Task goal
This exercise calls for an exact transcription. Set down every record below.

—————

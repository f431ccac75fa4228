//! Six uninformed grid searches (breadth-first, depth-first, uniform-cost,
//! depth-limited, iterative deepening, bidirectional) exposed as resumable
//! processes, so a caller can inspect every step and change the grid
//! between steps.

pub mod algorithms;
pub mod batch_simulation;
pub mod config;
pub mod error;
pub mod grid;
pub mod monitor;
pub mod simulation;
pub mod statistics;

pub use algorithms::common::{Observation, SearchEvent, SearchProcess, MOVES};
pub use algorithms::reconstruct::reconstruct_path;
pub use algorithms::Algorithm;
pub use error::{ConfigError, SearchError, SimulationError};
pub use grid::{Cell, Grid, Position};
pub use monitor::path_blocked;
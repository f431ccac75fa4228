use crate::algorithms::common::{Observation, Outcome, SearchEvent, SearchProcess, MOVES};
use crate::algorithms::reconstruct::reconstruct_path;
use crate::algorithms::Algorithm;
use crate::error::SearchError;
use crate::grid::{Grid, Position};
use rustc_hash::{FxHashMap, FxHashSet};

/// Depth-first search over an explicit stack.
///
/// Nodes are marked visited when popped rather than when pushed, so the
/// stack may hold duplicates; a duplicate is still observed when popped and
/// then dropped without expansion.
pub struct DepthFirst {
    start: Position,
    target: Position,
    frontier: Vec<Position>,
    visited: FxHashSet<Position>,
    parent: FxHashMap<Position, Position>,
    pending: Option<Position>,
    outcome: Outcome,
}

impl DepthFirst {
    pub fn new(start: Position, target: Position) -> Self {
        DepthFirst {
            start,
            target,
            frontier: vec![start],
            visited: FxHashSet::default(),
            parent: FxHashMap::default(),
            pending: None,
            outcome: Outcome::default(),
        }
    }

    fn expand(&mut self, grid: &Grid, current: Position) {
        if !self.visited.insert(current) {
            return;
        }
        // Reverse push so the first move is popped first.
        for &m in MOVES.iter().rev() {
            let Some(neighbor) = current.offset(m) else {
                continue;
            };
            if grid.is_valid(neighbor) && !self.visited.contains(&neighbor) {
                self.frontier.push(neighbor);
                self.parent.insert(neighbor, current);
            }
        }
    }
}

impl SearchProcess for DepthFirst {
    fn step(&mut self, grid: &Grid) -> Result<SearchEvent, SearchError> {
        if let Some(done) = self.outcome.get() {
            return Ok(done);
        }

        if let Some(current) = self.pending.take() {
            if current == self.target {
                let path = reconstruct_path(&self.parent, self.start, self.target)?;
                return Ok(self.outcome.finish(Algorithm::DepthFirst, Some(path)));
            }
            self.expand(grid, current);
        }

        let Some(current) = self.frontier.pop() else {
            return Ok(self.outcome.finish(Algorithm::DepthFirst, None));
        };
        self.pending = Some(current);
        Ok(SearchEvent::Step(Observation {
            current,
            frontier: self.frontier.clone(),
            visited: self.visited.clone(),
        }))
    }

    fn algorithm(&self) -> Algorithm {
        Algorithm::DepthFirst
    }
}

#[cfg(test)]
mod tests {
    use super::*;

    fn p(row: usize, col: usize) -> Position {
        Position::new(row, col)
    }

    fn currents(grid: &Grid, search: &mut DepthFirst) -> (Vec<Position>, Option<Vec<Position>>) {
        let mut seen = Vec::new();
        loop {
            match search.step(grid).unwrap() {
                SearchEvent::Step(obs) => seen.push(obs.current),
                SearchEvent::Finished(path) => return (seen, path),
            }
        }
    }

    #[test]
    fn visited_starts_empty() {
        let grid = Grid::from_layout(&["S.", ".T"], 0.0).unwrap();
        let mut dfs = DepthFirst::new(grid.start(), grid.target());
        let SearchEvent::Step(obs) = dfs.step(&grid).unwrap() else {
            panic!("expected a step");
        };
        assert_eq!(obs.current, p(0, 0));
        assert!(obs.visited.is_empty());
    }

    #[test]
    fn expands_in_move_order() {
        let grid = Grid::from_layout(&["S..", "...", "..T"], 0.0).unwrap();
        let mut dfs = DepthFirst::new(grid.start(), grid.target());
        dfs.step(&grid).unwrap();

        let SearchEvent::Step(obs) = dfs.step(&grid).unwrap() else {
            panic!("expected a step");
        };
        // Right is the first valid move from the corner.
        assert_eq!(obs.current, p(0, 1));
        assert_eq!(obs.frontier, vec![p(1, 1), p(1, 0)]);
    }

    #[test]
    fn walks_a_corridor_to_the_target() {
        let grid = Grid::from_layout(&["S...T"], 0.0).unwrap();
        let mut dfs = DepthFirst::new(grid.start(), grid.target());
        let (seen, path) = currents(&grid, &mut dfs);
        assert_eq!(seen, vec![p(0, 0), p(0, 1), p(0, 2), p(0, 3), p(0, 4)]);
        assert_eq!(path.unwrap().len(), 5);
    }

    #[test]
    fn duplicates_are_observed_but_not_expanded() {
        // (1,0) is pushed from both (0,0) and (0,1); the target is walled off.
        let grid = Grid::from_layout(&["S.#", ".##", "##T"], 0.0).unwrap();
        let mut dfs = DepthFirst::new(grid.start(), grid.target());
        let mut observed = Vec::new();
        let mut expanded = Vec::new();
        loop {
            match dfs.step(&grid).unwrap() {
                SearchEvent::Step(obs) => {
                    observed.push(obs.current);
                    if !obs.visited.contains(&obs.current) {
                        assert!(!expanded.contains(&obs.current));
                        expanded.push(obs.current);
                    }
                }
                SearchEvent::Finished(path) => {
                    assert_eq!(path, None);
                    break;
                }
            }
        }
        assert_eq!(observed, vec![p(0, 0), p(0, 1), p(1, 0), p(1, 0)]);
        assert_eq!(expanded, vec![p(0, 0), p(0, 1), p(1, 0)]);
    }

    #[test]
    fn later_push_overwrites_parent() {
        let grid = Grid::from_layout(&["S.", ".#", "#T"], 0.0).unwrap();
        let mut dfs = DepthFirst::new(grid.start(), grid.target());
        let path = dfs.run_to_end(&grid).unwrap();
        assert_eq!(path, Some(vec![p(0, 0), p(0, 1), p(1, 0), p(2, 1)]));
    }
}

—————

Result below
repository f431ccac75fa4228
//! Six uninformed grid searches (breadth-first, depth-first, uniform-cost,
//! depth-limited, iterative deepening, bidirectional) exposed as resumable
//! processes, so a caller can inspect every step and change the grid
//! between steps.

pub mod algorithms;
pub mod batch_simulation;
pub mod config;
pub mod error;
pub mod grid;
pub mod monitor;
pub mod simulation;
pub mod statistics;

pub use algorithms::common::{Observation, SearchEvent, SearchProcess, MOVES};
pub use algorithms::reconstruct::reconstruct_path;
pub use algorithms::Algorithm;
pub use error::{ConfigError, SearchError, SimulationError};
pub use grid::{Cell, Grid, Position};
pub use monitor::path_blocked;
repository f431ccac75fa4228
use crate::algorithms::common::{Observation, Outcome, SearchEvent, SearchProcess, MOVES};
use crate::algorithms::reconstruct::reconstruct_path;
use crate::algorithms::Algorithm;
use crate::error::SearchError;
use crate::grid::{Grid, Position};
use rustc_hash::{FxHashMap, FxHashSet};

/// Depth-first search over an explicit stack.
///
/// Nodes are marked visited when popped rather than when pushed, so the
/// stack may hold duplicates; a duplicate is still observed when popped and
/// then dropped without expansion.
pub struct DepthFirst {
    start: Position,
    target: Position,
    frontier: Vec<Position>,
    visited: FxHashSet<Position>,
    parent: FxHashMap<Position, Position>,
    pending: Option<Position>,
    outcome: Outcome,
}

impl DepthFirst {
    pub fn new(start: Position, target: Position) -> Self {
        DepthFirst {
            start,
            target,
            frontier: vec![start],
            visited: FxHashSet::default(),
            parent: FxHashMap::default(),
            pending: None,
            outcome: Outcome::default(),
        }
    }

    fn expand(&mut self, grid: &Grid, current: Position) {
        if !self.visited.insert(current) {
            return;
        }
        // Reverse push so the first move is popped first.
        for &m in MOVES.iter().rev() {
            let Some(neighbor) = current.offset(m) else {
                continue;
            };
            if grid.is_valid(neighbor) && !self.visited.contains(&neighbor) {
                self.frontier.push(neighbor);
                self.parent.insert(neighbor, current);
            }
        }
    }
}

impl SearchProcess for DepthFirst {
    fn step(&mut self, grid: &Grid) -> Result<SearchEvent, SearchError> {
        if let Some(done) = self.outcome.get() {
            return Ok(done);
        }

        if let Some(current) = self.pending.take() {
            if current == self.target {
                let path = reconstruct_path(&self.parent, self.start, self.target)?;
                return Ok(self.outcome.finish(Algorithm::DepthFirst, Some(path)));
            }
            self.expand(grid, current);
        }

        let Some(current) = self.frontier.pop() else {
            return Ok(self.outcome.finish(Algorithm::DepthFirst, None));
        };
        self.pending = Some(current);
        Ok(SearchEvent::Step(Observation {
            current,
            frontier: self.frontier.clone(),
            visited: self.visited.clone(),
        }))
    }

    fn algorithm(&self) -> Algorithm {
        Algorithm::DepthFirst
    }
}

#[cfg(test)]
mod tests {
    use super::*;

    fn p(row: usize, col: usize) -> Position {
        Position::new(row, col)
    }

    fn currents(grid: &Grid, search: &mut DepthFirst) -> (Vec<Position>, Option<Vec<Position>>) {
        let mut seen = Vec::new();
        loop {
            match search.step(grid).unwrap() {
                SearchEvent::Step(obs) => seen.push(obs.current),
                SearchEvent::Finished(path) => return (seen, path),
            }
        }
    }

    #[test]
    fn visited_starts_empty() {
        let grid = Grid::from_layout(&["S.", ".T"], 0.0).unwrap();
        let mut dfs = DepthFirst::new(grid.start(), grid.target());
        let SearchEvent::Step(obs) = dfs.step(&grid).unwrap() else {
            panic!("expected a step");
        };
        assert_eq!(obs.current, p(0, 0));
        assert!(obs.visited.is_empty());
    }

    #[test]
    fn expands_in_move_order() {
        let grid = Grid::from_layout(&["S..", "...", "..T"], 0.0).unwrap();
        let mut dfs = DepthFirst::new(grid.start(), grid.target());
        dfs.step(&grid).unwrap();

        let SearchEvent::Step(obs) = dfs.step(&grid).unwrap() else {
            panic!("expected a step");
        };
        // Right is the first valid move from the corner.
        assert_eq!(obs.current, p(0, 1));
        assert_eq!(obs.frontier, vec![p(1, 1), p(1, 0)]);
    }

    #[test]
    fn walks_a_corridor_to_the_target() {
        let grid = Grid::from_layout(&["S...T"], 0.0).unwrap();
        let mut dfs = DepthFirst::new(grid.start(), grid.target());
        let (seen, path) = currents(&grid, &mut dfs);
        assert_eq!(seen, vec![p(0, 0), p(0, 1), p(0, 2), p(0, 3), p(0, 4)]);
        assert_eq!(path.unwrap().len(), 5);
    }

    #[test]
    fn duplicates_are_observed_but_not_expanded() {
        // (1,0) is pushed from both (0,0) and (0,1); the target is walled off.
        let grid = Grid::from_layout(&["S.#", ".##", "##T"], 0.0).unwrap();
        let mut dfs = DepthFirst::new(grid.start(), grid.target());
        let mut observed = Vec::new();
        let mut expanded = Vec::new();
        loop {
            match dfs.step(&grid).unwrap() {
                SearchEvent::Step(obs) => {
                    observed.push(obs.current);
                    if !obs.visited.contains(&obs.current) {
                        assert!(!expanded.contains(&obs.current));
                        expanded.push(obs.current);
                    }
                }
                SearchEvent::Finished(path) => {
                    assert_eq!(path, None);
                    break;
                }
            }
        }
        assert_eq!(observed, vec![p(0, 0), p(0, 1), p(1, 0), p(1, 0)]);
        assert_eq!(expanded, vec![p(0, 0), p(0, 1), p(1, 0)]);
    }

    #[test]
    fn later_push_overwrites_parent() {
        let grid = Grid::from_layout(&["S.", ".#", "#T"], 0.0).unwrap();
        let mut dfs = DepthFirst::new(grid.start(), grid.target());
        let path = dfs.run_to_end(&grid).unwrap();
        assert_eq!(path, Some(vec![p(0, 0), p(0, 1), p(1, 0), p(2, 1)]));
    }
}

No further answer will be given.